═══ Record extracts ═══

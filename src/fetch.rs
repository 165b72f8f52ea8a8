use std::path::Path;
use std::time::Duration;

use log::debug;
use reqwest::Client;
use thiserror::Error;

use crate::model::ScrapedPage;

const DEFAULT_TIMEOUT: Duration = Duration::from_secs(30);
const USER_AGENT: &str = "Mozilla/5.0 (compatible; RecipeImportBot/1.0)";

#[derive(Error, Debug)]
pub enum FetchError {
    #[error("Failed to fetch page: {0}")]
    Request(#[from] reqwest::Error),

    #[error("Page request returned status {0}")]
    Status(u16),

    #[error("Failed to read HTML file: {0}")]
    Io(#[from] std::io::Error),
}

/// Produces [`ScrapedPage`]s for the command line
pub struct PageFetcher {
    client: Client,
}

impl PageFetcher {
    pub fn new(timeout: Option<Duration>) -> Result<Self, FetchError> {
        let client = Client::builder()
            .timeout(timeout.unwrap_or(DEFAULT_TIMEOUT))
            .user_agent(USER_AGENT)
            .build()?;

        Ok(Self { client })
    }

    pub async fn fetch(&self, url: &str) -> Result<ScrapedPage, FetchError> {
        let response = self.client.get(url).send().await?;
        let status = response.status();
        if !status.is_success() {
            return Err(FetchError::Status(status.as_u16()));
        }

        let html = response.text().await?;
        debug!("Fetched {} chars from {}", html.len(), url);
        Ok(ScrapedPage::new(url, html))
    }

    /// Page saved to disk, attributed to `url`
    pub async fn from_file(url: &str, path: impl AsRef<Path>) -> Result<ScrapedPage, FetchError> {
        let html = tokio::fs::read_to_string(path).await?;
        Ok(ScrapedPage::new(url, html))
    }
}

═══

__Work instruction__
Could you restate every entry verbatim, please?

__Reply to the task__
filename src/fetch.rs
repository 165b72f8f52ea8a8
use std::path::Path;
use std::time::Duration;

use log::debug;
use reqwest::Client;
use thiserror::Error;

use crate::model::ScrapedPage;

const DEFAULT_TIMEOUT: Duration = Duration::from_secs(30);
const USER_AGENT: &str = "Mozilla/5.0 (compatible; RecipeImportBot/1.0)";

#[derive(Error, Debug)]
pub enum FetchError {
    #[error("Failed to fetch page: {0}")]
    Request(#[from] reqwest::Error),

    #[error("Page request returned status {0}")]
    Status(u16),

    #[error("Failed to read HTML file: {0}")]
    Io(#[from] std::io::Error),
}

/// Produces [`ScrapedPage`]s for the command line
pub struct PageFetcher {
    client: Client,
}

impl PageFetcher {
    pub fn new(timeout: Option<Duration>) -> Result<Self, FetchError> {
        let client = Client::builder()
            .timeout(timeout.unwrap_or(DEFAULT_TIMEOUT))
            .user_agent(USER_AGENT)
            .build()?;

        Ok(Self { client })
    }

    pub async fn fetch(&self, url: &str) -> Result<ScrapedPage, FetchError> {
        let response = self.client.get(url).send().await?;
        let status = response.status();
        if !status.is_success() {
            return Err(FetchError::Status(status.as_u16()));
        }

        let html = response.text().await?;
        debug!("Fetched {} chars from {}", html.len(), url);
        Ok(ScrapedPage::new(url, html))
    }

    /// Page saved to disk, attributed to `url`
    pub async fn from_file(url: &str, path: impl AsRef<Path>) -> Result<ScrapedPage, FetchError> {
        let html = tokio::fs::read_to_string(path).await?;
        Ok(ScrapedPage::new(url, html))
    }
}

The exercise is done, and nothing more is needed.